§ **What you have to do**: Search the material for lines containing the word "sources", and copy each one.

**** Information shown ****

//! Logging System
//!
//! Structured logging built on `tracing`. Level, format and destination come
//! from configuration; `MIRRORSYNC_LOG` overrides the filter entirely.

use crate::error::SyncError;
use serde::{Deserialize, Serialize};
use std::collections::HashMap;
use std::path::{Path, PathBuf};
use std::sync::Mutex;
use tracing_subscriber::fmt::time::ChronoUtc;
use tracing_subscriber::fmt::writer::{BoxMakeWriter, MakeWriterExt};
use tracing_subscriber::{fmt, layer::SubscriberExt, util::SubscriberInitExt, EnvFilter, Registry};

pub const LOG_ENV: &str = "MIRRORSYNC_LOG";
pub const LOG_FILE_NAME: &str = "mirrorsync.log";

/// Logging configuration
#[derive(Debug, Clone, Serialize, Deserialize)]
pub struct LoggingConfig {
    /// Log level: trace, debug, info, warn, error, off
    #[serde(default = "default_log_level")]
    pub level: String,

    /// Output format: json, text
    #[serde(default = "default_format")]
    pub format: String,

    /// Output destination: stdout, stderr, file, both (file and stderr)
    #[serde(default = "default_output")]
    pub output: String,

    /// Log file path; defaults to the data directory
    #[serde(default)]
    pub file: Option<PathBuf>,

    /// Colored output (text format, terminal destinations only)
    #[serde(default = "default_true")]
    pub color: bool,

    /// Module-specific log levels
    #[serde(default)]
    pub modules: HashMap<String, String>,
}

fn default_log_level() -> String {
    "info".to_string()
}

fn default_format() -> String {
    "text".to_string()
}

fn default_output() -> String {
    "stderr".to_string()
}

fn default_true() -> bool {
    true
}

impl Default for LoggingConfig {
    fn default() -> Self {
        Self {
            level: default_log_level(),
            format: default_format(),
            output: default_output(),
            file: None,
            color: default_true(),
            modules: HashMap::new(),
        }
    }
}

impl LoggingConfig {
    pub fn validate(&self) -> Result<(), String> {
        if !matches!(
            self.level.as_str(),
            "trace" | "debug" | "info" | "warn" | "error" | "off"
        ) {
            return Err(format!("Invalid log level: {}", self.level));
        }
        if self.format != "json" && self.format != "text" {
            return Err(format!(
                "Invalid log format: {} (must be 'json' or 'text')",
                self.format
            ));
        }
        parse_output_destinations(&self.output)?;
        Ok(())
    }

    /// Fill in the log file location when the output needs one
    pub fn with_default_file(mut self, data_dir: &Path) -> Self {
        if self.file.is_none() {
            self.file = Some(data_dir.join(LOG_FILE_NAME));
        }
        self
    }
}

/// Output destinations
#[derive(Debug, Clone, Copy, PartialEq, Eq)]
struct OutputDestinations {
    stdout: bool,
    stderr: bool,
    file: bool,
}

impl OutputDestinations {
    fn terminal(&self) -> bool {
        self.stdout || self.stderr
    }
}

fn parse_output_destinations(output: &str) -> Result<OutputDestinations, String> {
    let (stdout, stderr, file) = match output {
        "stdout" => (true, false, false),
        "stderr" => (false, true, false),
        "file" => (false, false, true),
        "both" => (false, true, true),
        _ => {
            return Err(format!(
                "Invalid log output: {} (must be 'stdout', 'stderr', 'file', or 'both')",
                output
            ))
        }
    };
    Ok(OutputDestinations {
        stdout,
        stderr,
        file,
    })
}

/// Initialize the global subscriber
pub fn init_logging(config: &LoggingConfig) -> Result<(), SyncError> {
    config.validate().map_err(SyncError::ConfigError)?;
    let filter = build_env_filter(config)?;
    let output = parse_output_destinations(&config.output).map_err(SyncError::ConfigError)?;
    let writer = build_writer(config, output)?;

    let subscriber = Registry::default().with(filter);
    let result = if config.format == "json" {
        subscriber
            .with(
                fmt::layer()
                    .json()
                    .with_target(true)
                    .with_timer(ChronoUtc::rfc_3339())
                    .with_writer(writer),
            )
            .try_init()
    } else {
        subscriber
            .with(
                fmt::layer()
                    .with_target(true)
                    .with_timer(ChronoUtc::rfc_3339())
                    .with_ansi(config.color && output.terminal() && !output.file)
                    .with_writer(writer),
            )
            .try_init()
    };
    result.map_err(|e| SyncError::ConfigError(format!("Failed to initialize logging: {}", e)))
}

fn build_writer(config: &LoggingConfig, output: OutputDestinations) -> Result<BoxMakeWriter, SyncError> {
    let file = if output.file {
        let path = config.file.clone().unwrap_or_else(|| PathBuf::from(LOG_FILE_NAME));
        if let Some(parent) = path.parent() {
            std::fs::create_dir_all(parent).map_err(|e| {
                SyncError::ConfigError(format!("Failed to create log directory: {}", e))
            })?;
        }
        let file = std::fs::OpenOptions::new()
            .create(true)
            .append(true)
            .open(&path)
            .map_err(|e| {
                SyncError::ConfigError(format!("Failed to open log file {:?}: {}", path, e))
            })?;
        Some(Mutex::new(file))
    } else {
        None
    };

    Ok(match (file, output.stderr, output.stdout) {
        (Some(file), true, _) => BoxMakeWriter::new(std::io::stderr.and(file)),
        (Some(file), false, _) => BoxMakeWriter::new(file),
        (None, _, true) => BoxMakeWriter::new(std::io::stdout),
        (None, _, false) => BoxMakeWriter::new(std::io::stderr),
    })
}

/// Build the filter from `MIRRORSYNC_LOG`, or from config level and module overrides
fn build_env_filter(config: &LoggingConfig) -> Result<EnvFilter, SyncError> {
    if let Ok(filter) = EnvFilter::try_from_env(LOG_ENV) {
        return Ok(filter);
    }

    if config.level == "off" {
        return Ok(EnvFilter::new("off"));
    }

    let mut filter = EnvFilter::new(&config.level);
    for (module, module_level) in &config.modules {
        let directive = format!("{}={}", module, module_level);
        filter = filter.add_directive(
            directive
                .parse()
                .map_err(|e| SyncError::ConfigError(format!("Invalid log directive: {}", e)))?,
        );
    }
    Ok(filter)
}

****
**** Information shown ****

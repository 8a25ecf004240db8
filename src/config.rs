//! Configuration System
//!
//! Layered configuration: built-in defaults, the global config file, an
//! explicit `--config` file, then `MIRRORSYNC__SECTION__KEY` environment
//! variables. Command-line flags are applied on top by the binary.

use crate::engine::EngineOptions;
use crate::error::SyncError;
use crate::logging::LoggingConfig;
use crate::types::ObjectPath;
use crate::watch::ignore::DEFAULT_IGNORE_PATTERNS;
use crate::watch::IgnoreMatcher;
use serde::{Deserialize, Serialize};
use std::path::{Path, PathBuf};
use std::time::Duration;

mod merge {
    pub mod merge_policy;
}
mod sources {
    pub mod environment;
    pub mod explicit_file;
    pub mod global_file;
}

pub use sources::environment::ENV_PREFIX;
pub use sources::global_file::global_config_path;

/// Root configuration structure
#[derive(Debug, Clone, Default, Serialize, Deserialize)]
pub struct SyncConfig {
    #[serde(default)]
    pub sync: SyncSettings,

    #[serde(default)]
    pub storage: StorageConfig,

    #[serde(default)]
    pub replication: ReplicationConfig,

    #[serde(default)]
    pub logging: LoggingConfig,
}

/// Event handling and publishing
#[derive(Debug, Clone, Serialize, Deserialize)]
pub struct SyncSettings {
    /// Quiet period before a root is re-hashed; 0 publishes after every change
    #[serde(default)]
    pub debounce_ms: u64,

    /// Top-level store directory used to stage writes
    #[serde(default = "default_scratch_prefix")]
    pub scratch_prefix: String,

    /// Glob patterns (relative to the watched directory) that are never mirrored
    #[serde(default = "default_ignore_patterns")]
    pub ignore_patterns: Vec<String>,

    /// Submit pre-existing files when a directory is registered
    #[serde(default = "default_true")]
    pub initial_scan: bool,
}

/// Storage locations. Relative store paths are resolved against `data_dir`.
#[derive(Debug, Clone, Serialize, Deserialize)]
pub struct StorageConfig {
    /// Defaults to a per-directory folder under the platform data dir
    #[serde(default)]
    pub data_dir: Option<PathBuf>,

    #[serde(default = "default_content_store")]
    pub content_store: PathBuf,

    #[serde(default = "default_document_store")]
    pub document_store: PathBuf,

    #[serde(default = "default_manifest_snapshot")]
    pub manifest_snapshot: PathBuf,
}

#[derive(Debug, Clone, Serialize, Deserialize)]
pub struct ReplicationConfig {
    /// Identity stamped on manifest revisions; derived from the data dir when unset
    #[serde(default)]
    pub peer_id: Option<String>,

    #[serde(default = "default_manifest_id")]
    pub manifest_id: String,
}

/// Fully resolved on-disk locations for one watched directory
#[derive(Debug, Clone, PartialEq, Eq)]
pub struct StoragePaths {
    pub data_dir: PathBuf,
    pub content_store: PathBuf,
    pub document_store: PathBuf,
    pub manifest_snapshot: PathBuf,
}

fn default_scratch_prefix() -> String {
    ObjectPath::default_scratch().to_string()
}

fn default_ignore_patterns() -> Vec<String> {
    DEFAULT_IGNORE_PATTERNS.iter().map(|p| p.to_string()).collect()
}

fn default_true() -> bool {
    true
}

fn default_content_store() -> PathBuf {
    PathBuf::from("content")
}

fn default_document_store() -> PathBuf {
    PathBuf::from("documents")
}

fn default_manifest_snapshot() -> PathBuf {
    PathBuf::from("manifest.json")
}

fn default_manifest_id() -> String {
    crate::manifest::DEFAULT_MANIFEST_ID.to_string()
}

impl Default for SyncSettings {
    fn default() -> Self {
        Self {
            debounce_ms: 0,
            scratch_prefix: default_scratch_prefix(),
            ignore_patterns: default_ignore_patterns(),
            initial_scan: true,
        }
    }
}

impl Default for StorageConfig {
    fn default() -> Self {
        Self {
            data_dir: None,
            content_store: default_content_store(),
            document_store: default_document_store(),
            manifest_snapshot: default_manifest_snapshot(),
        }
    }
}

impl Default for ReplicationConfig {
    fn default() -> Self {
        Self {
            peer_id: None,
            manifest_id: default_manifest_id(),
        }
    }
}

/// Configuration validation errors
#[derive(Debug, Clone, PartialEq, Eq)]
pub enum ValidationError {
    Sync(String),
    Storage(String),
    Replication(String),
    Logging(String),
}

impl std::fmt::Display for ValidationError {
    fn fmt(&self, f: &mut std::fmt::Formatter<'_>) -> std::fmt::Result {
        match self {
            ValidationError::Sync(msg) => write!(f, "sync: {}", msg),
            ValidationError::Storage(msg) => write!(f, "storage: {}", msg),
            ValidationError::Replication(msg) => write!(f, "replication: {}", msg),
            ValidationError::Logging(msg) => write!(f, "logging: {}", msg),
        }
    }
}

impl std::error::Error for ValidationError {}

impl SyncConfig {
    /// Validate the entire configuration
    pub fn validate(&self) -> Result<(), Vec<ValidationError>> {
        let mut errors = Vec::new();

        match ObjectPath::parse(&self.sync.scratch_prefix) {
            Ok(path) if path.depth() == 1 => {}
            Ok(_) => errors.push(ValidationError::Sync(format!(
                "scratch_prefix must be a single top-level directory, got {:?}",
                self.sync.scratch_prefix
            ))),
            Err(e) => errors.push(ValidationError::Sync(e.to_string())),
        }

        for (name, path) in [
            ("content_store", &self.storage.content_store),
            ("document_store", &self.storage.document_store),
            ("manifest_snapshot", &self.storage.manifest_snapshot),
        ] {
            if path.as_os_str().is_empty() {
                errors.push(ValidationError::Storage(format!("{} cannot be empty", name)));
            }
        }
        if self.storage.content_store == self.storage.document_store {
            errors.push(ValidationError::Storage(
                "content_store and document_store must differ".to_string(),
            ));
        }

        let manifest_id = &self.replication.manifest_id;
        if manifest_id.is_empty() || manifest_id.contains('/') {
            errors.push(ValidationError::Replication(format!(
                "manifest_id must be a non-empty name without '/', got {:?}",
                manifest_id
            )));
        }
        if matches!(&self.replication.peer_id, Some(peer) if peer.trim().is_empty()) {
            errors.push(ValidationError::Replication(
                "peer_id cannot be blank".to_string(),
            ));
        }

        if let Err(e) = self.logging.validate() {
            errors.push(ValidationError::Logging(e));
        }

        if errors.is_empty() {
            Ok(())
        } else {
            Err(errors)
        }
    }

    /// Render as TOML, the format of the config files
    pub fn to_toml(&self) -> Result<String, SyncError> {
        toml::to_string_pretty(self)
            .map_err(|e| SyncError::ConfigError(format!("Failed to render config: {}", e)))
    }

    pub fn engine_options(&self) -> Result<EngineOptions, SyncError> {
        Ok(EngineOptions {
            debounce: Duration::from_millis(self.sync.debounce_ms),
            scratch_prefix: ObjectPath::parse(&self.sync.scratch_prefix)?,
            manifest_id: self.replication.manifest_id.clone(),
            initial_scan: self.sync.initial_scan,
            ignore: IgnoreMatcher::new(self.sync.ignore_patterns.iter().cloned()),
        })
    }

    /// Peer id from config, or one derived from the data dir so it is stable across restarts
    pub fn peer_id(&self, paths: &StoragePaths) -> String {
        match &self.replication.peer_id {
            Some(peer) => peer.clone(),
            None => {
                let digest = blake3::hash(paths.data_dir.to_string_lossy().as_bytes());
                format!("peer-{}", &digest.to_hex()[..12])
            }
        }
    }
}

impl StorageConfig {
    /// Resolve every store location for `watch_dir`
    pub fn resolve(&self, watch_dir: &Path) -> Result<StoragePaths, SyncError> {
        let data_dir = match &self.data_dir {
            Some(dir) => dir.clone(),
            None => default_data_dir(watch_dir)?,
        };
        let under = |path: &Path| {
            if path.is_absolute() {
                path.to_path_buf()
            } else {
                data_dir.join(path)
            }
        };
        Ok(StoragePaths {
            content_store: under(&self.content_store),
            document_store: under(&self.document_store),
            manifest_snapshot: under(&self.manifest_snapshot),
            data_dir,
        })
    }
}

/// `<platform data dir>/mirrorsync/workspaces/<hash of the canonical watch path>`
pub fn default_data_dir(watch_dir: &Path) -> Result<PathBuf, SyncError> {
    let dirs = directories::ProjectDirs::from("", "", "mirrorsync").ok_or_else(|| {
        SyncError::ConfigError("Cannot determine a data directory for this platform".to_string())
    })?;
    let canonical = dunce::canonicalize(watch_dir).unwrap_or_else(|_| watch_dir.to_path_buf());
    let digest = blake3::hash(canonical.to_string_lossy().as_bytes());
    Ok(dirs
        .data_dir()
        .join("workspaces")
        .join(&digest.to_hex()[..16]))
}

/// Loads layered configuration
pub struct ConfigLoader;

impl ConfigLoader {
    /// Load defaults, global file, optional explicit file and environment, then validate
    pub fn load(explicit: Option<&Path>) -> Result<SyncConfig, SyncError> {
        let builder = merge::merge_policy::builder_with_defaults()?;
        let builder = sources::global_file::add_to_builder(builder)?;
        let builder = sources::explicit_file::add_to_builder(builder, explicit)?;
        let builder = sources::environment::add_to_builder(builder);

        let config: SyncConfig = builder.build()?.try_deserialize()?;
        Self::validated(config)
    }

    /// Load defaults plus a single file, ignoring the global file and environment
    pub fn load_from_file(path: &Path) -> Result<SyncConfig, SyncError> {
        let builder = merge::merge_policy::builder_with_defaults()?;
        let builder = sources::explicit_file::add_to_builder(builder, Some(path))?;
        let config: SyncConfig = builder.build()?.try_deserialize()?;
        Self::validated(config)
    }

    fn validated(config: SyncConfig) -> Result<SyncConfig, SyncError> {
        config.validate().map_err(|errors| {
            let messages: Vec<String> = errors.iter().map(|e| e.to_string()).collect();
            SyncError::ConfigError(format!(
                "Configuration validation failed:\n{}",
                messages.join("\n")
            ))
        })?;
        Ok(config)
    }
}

****

§ **Exercise output**:
mod sources {
pub use sources::environment::ENV_PREFIX;
pub use sources::global_file::global_config_path;
        let builder = sources::global_file::add_to_builder(builder)?;
        let builder = sources::explicit_file::add_to_builder(builder, explicit)?;
        let builder = sources::environment::add_to_builder(builder);
        let builder = sources::explicit_file::add_to_builder(builder, Some(path))?;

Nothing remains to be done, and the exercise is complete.